The problem
Every line from the beginning of the records below up to the one holding "strings) and are" should be quoted exactly; leave out the rest.

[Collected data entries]
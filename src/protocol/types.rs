//! RESP Reply Types
//!
//! The server only ever emits four kinds of reply, each introduced by a
//! one-byte prefix and terminated by CRLF:
//!
//! - `+` Simple String: `+PONG\r\n`
//! - `-` Error: `-ERR unknown command 'FOO'\r\n`
//! - `$` Bulk String: `$5\r\nhello\r\n`
//! - `$-1` Null Bulk String: `$-1\r\n`
//!
//! Requests use the array form (`*<N>\r\n` followed by bulk strings) and are
//! handled by [`crate::protocol::parser`].

use bytes::Bytes;
use std::fmt;

/// The CRLF terminator used in RESP protocol
pub const CRLF: &[u8] = b"\r\n";

/// RESP protocol type prefixes
pub mod prefix {
    pub const SIMPLE_STRING: u8 = b'+';
    pub const ERROR: u8 = b'-';
    pub const BULK_STRING: u8 = b'$';
    pub const ARRAY: u8 = b'*';
}

/// A reply on the wire.
#[derive(Debug, Clone, PartialEq, Eq)]
pub enum RespValue {
    /// Non-binary-safe text, must not contain CRLF.
    /// Format: `+<string>\r\n`
    SimpleString(String),

    /// Error reply, the message carries its own `ERR` tag.
    /// Format: `-<error message>\r\n`
    Error(String),

    /// Length-prefixed value.
    /// Format: `$<length>\r\n<data>\r\n`
    BulkString(Bytes),

    /// Missing or expired key.
    /// Format: `$-1\r\n`
    Null,
}

impl RespValue {
    /// Creates a new simple string response.
    ///
    /// # Example
    /// ```
    /// use ttlkv::protocol::types::RespValue;
    /// let ok = RespValue::simple_string("OK");
    /// assert_eq!(ok.serialize(), b"+OK\r\n");
    /// ```
    pub fn simple_string(s: impl Into<String>) -> Self {
        RespValue::SimpleString(s.into())
    }

    /// Creates a new error response.
    ///
    /// # Example
    /// ```
    /// use ttlkv::protocol::types::RespValue;
    /// let err = RespValue::error("ERR unknown command 'FOO'");
    /// assert!(err.is_error());
    /// ```
    pub fn error(s: impl Into<String>) -> Self {
        RespValue::Error(s.into())
    }

    /// Creates a new bulk string response.
    pub fn bulk_string(data: impl Into<Bytes>) -> Self {
        RespValue::BulkString(data.into())
    }

    /// Creates a null response.
    pub fn null() -> Self {
        RespValue::Null
    }

    /// Common response for successful operations
    pub fn ok() -> Self {
        RespValue::SimpleString("OK".to_string())
    }

    /// Common response for PONG
    pub fn pong() -> Self {
        RespValue::SimpleString("PONG".to_string())
    }

    /// Serializes the value to its wire format.
    pub fn serialize(&self) -> Vec<u8> {
        let mut buf = Vec::new();
        self.serialize_into(&mut buf);
        buf
    }

    /// Serializes the value into an existing buffer.
    pub fn serialize_into(&self, buf: &mut Vec<u8>) {
        match self {
            RespValue::SimpleString(s) => {
                buf.push(prefix::SIMPLE_STRING);
                buf.extend_from_slice(s.as_bytes());
                buf.extend_from_slice(CRLF);
            }
            RespValue::Error(s) => {
                buf.push(prefix::ERROR);
                buf.extend_from_slice(s.as_bytes());
                buf.extend_from_slice(CRLF);
            }
            RespValue::BulkString(data) => {
                buf.push(prefix::BULK_STRING);
                buf.extend_from_slice(data.len().to_string().as_bytes());
                buf.extend_from_slice(CRLF);
                buf.extend_from_slice(data);
                buf.extend_from_slice(CRLF);
            }
            RespValue::Null => {
                buf.push(prefix::BULK_STRING);
                buf.extend_from_slice(b"-1");
                buf.extend_from_slice(CRLF);
            }
        }
    }

    /// Returns true if this value is an error.
    pub fn is_error(&self) -> bool {
        matches!(self, RespValue::Error(_))
    }
}

impl fmt::Display for RespValue {
    fn fmt(&self, f: &mut fmt::Formatter<'_>) -> fmt::Result {
        match self {
            RespValue::SimpleString(s) => write!(f, "\"{}\"", s),
            RespValue::Error(s) => write!(f, "(error) {}", s),
            RespValue::BulkString(data) => match std::str::from_utf8(data) {
                Ok(s) => write!(f, "\"{}\"", s),
                Err(_) => write!(f, "(binary data, {} bytes)", data.len()),
            },
            RespValue::Null => write!(f, "(nil)"),
        }
    }
}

Output of the task
filename src/protocol/types.rs
//! RESP Reply Types
//!
//! The server only ever emits four kinds of reply, each introduced by a
//! one-byte prefix and terminated by CRLF:
//!
//! - `+` Simple String: `+PONG\r\n`
//! - `-` Error: `-ERR unknown command 'FOO'\r\n`
//! - `$` Bulk String: `$5\r\nhello\r\n`
//! - `$-1` Null Bulk String: `$-1\r\n`
//!
//! Requests use the array form (`*<N>\r\n` followed by bulk strings) and are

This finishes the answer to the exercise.